ACTIVITY:
Reproduce exactly, and only, the lines below from the one containing "the views root" through the one containing "let config = IndexerConfig::default();".

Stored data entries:
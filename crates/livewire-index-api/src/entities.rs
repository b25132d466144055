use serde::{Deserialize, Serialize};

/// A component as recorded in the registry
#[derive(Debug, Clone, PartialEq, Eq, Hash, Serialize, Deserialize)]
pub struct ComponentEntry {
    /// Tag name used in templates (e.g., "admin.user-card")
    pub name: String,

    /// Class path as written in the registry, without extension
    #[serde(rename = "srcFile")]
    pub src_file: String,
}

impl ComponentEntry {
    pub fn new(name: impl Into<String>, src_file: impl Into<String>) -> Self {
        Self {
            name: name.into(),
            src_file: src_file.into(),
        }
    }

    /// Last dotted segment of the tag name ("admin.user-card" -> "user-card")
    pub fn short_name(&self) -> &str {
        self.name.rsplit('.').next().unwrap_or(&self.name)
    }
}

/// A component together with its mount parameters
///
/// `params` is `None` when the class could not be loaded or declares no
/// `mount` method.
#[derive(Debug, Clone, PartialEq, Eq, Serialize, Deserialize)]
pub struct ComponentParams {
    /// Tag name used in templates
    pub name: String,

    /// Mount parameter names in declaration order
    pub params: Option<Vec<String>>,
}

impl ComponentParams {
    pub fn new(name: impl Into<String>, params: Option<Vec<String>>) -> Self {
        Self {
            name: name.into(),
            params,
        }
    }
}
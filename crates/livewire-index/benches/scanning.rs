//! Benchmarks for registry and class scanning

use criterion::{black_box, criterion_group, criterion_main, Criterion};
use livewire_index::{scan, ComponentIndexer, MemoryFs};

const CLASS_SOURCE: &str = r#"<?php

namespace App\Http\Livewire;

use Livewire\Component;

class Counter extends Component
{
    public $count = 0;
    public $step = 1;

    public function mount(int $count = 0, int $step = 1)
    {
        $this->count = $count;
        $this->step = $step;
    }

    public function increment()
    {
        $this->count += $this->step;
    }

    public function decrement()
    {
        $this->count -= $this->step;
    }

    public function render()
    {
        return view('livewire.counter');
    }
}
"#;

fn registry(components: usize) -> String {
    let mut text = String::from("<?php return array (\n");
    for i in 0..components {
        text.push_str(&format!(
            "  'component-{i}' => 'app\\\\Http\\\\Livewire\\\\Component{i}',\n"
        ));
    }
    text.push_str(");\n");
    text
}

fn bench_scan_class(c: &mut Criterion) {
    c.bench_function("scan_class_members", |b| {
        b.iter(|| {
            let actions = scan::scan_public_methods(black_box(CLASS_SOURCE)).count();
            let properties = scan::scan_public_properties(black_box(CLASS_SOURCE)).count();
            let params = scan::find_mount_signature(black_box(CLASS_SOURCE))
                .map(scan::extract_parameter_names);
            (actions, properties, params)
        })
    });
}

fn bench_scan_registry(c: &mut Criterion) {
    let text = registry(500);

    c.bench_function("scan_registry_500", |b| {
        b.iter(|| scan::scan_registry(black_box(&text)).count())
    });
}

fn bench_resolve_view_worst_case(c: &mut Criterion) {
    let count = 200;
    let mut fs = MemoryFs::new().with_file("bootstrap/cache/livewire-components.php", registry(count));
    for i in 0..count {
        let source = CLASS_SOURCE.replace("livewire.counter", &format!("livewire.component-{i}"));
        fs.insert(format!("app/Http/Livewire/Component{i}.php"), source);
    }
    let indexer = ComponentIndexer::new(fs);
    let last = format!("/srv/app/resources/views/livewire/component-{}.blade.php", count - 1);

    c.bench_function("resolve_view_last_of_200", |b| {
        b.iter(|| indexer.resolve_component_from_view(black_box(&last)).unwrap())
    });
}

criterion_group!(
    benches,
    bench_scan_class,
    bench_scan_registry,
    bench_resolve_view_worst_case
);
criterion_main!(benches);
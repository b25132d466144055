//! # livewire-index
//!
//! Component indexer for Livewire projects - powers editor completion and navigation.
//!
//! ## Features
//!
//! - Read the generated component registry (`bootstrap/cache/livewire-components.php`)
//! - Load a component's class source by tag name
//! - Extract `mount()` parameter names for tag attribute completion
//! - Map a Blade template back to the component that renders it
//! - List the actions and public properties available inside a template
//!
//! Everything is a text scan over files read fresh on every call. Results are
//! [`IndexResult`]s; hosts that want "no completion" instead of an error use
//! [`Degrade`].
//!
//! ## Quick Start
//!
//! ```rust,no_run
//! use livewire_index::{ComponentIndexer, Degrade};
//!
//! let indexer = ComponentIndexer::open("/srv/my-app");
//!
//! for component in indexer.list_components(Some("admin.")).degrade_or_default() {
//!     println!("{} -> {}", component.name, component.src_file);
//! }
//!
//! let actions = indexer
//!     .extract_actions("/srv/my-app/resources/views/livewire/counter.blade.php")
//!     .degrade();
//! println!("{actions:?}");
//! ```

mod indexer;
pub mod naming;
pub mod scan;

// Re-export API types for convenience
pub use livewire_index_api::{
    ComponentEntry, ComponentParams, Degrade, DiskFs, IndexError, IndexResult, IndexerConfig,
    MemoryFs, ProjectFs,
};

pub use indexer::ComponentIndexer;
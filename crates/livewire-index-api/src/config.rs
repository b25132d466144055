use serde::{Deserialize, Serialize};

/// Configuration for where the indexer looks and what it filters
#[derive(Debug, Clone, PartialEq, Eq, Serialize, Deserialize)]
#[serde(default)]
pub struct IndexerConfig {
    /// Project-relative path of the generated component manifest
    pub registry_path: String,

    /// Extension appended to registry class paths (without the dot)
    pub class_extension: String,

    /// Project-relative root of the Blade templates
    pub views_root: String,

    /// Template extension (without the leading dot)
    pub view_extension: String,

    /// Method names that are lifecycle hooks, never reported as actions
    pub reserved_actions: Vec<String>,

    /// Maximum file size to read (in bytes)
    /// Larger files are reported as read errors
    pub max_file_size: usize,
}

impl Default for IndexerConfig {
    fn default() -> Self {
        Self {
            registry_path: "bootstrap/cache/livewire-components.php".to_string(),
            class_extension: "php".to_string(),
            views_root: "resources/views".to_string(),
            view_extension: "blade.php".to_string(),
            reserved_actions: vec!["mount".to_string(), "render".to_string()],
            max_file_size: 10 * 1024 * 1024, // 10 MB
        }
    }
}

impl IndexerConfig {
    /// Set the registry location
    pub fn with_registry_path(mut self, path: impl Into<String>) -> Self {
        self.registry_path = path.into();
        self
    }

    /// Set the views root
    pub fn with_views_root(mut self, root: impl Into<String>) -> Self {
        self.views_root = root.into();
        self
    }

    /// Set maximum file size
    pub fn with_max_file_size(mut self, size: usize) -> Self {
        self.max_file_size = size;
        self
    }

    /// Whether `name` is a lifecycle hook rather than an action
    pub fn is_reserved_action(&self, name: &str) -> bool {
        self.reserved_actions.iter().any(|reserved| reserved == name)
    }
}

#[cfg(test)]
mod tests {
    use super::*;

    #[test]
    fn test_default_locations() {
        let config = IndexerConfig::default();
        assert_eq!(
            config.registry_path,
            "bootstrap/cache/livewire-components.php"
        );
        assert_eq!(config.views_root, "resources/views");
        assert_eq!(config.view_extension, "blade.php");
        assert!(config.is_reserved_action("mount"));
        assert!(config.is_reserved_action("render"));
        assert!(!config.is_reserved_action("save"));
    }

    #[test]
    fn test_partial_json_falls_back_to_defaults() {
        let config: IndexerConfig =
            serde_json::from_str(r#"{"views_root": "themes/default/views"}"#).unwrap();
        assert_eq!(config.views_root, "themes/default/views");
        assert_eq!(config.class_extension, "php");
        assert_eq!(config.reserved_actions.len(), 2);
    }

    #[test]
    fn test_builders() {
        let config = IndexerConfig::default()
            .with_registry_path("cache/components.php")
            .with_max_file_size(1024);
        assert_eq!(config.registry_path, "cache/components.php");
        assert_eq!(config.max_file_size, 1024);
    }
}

RESPONSE:
    /// Set the views root
    pub fn with_views_root(mut self, root: impl Into<String>) -> Self {
        self.views_root = root.into();
        self
    }

    /// Set maximum file size
    pub fn with_max_file_size(mut self, size: usize) -> Self {
        self.max_file_size = size;
        self
    }

    /// Whether `name` is a lifecycle hook rather than an action
    pub fn is_reserved_action(&self, name: &str) -> bool {
        self.reserved_actions.iter().any(|reserved| reserved == name)
    }
}

#[cfg(test)]
mod tests {
    use super::*;

    #[test]
    fn test_default_locations() {
        let config = IndexerConfig::default();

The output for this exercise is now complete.